= Prompt =
Search the data for "unwrap" and copy every matching line.

= Provided entries =
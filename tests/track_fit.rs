use approx::assert_relative_eq;
use nalgebra::Matrix5;

use tpctrack::constants::StateVector;
use tpctrack::seeding::conformal::{curvature, state_from_points};
use tpctrack::track::param::{Measurement, TrackParam};

/// Exact helix in a local frame: `snp(x) = c·x + snp0`, through `(0, 0, z0)`.
struct Helix {
    c: f64,
    snp0: f64,
    tgl: f64,
    z0: f64,
}

impl Helix {
    fn at(&self, x: f64) -> [f64; 3] {
        let snp = self.c * x + self.snp0;
        let y = ((1.0 - self.snp0 * self.snp0).sqrt() - (1.0 - snp * snp).sqrt()) / self.c;
        let z = self.z0 + self.tgl * (snp.asin() - self.snp0.asin()) / self.c;
        [x, y, z]
    }

    fn snp(&self, x: f64) -> f64 {
        self.c * x + self.snp0
    }
}

#[test]
fn seed_then_filter_recovers_the_helix() {
    for (c, snp0, tgl) in [(0.002, -0.2, 0.3), (-0.003, 0.25, -0.7), (0.0005, 0.0, 0.05)] {
        let helix = Helix {
            c,
            snp0,
            tgl,
            z0: 4.0,
        };
        let radii = (0..60).map(|i| 240.0 - 2.0 * i as f64).collect::<Vec<_>>();
        let seed = state_from_points(
            &[helix.at(radii[0]), helix.at(radii[10]), helix.at(radii[20])],
            1,
        )
        .unwrap();
        assert_relative_eq!(seed[4], c, max_relative = 1e-9);
        assert_relative_eq!(seed[2], helix.snp(radii[0]), epsilon = 1e-9);
        assert_relative_eq!(seed[3], tgl, max_relative = 1e-9);

        let cov = Matrix5::from_diagonal(&StateVector::new(1.0, 1.0, 0.01, 0.01, 1e-4));
        let mut param = TrackParam::new(radii[0], 0.3, seed, cov);
        for &x in &radii[1..] {
            param.propagate_to(x).unwrap();
            let [_, y, z] = helix.at(x);
            assert_relative_eq!(param.y(), y, epsilon = 1e-7);
            assert_relative_eq!(param.z(), z, epsilon = 1e-7);
            let m = Measurement {
                y,
                z,
                sigma_y2: 1e-10,
                sigma_z2: 1e-10,
            };
            assert!(param.predicted_chi2(&m) < 1.0);
            assert!(param.update(&m));
        }
        assert_relative_eq!(param.curvature(), c, max_relative = 1e-6);
        assert_relative_eq!(param.tgl(), tgl, max_relative = 1e-6);
        assert_relative_eq!(param.snp(), helix.snp(radii[59]), epsilon = 1e-9);
    }
}

#[test]
fn curvature_is_a_property_of_the_circle() {
    let helix = Helix {
        c: -0.0025,
        snp0: 0.1,
        tgl: 0.0,
        z0: 0.0,
    };
    let [x1, y1, _] = helix.at(200.0);
    let [x2, y2, _] = helix.at(150.0);
    let [x3, y3, _] = helix.at(90.0);
    let [x4, y4, _] = helix.at(30.0);
    assert_relative_eq!(curvature(x1, y1, x2, y2, x3, y3), -0.0025, max_relative = 1e-9);
    assert_relative_eq!(curvature(x1, y1, x3, y3, x4, y4), -0.0025, max_relative = 1e-9);
}

#[test]
fn propagation_round_trip_restores_the_state() {
    let helix = Helix {
        c: 0.003,
        snp0: -0.3,
        tgl: 0.4,
        z0: -10.0,
    };
    let [x, y, z] = helix.at(120.0);
    let state = StateVector::new(y, z, helix.snp(x), 0.4, 0.003);
    let cov = Matrix5::from_diagonal(&StateVector::new(0.1, 0.2, 1e-3, 1e-3, 1e-6));
    let mut param = TrackParam::new(x, 0.0, state, cov);
    param.propagate_to(220.0).unwrap();
    let [_, y2, z2] = helix.at(220.0);
    assert_relative_eq!(param.y(), y2, epsilon = 1e-9);
    assert_relative_eq!(param.z(), z2, epsilon = 1e-9);
    param.propagate_to(x).unwrap();
    for i in 0..5 {
        assert_relative_eq!(param.state()[i], state[i], epsilon = 1e-9);
    }
}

= Written solution =
        .unwrap();
            param.propagate_to(x).unwrap();
    param.propagate_to(220.0).unwrap();
    param.propagate_to(x).unwrap();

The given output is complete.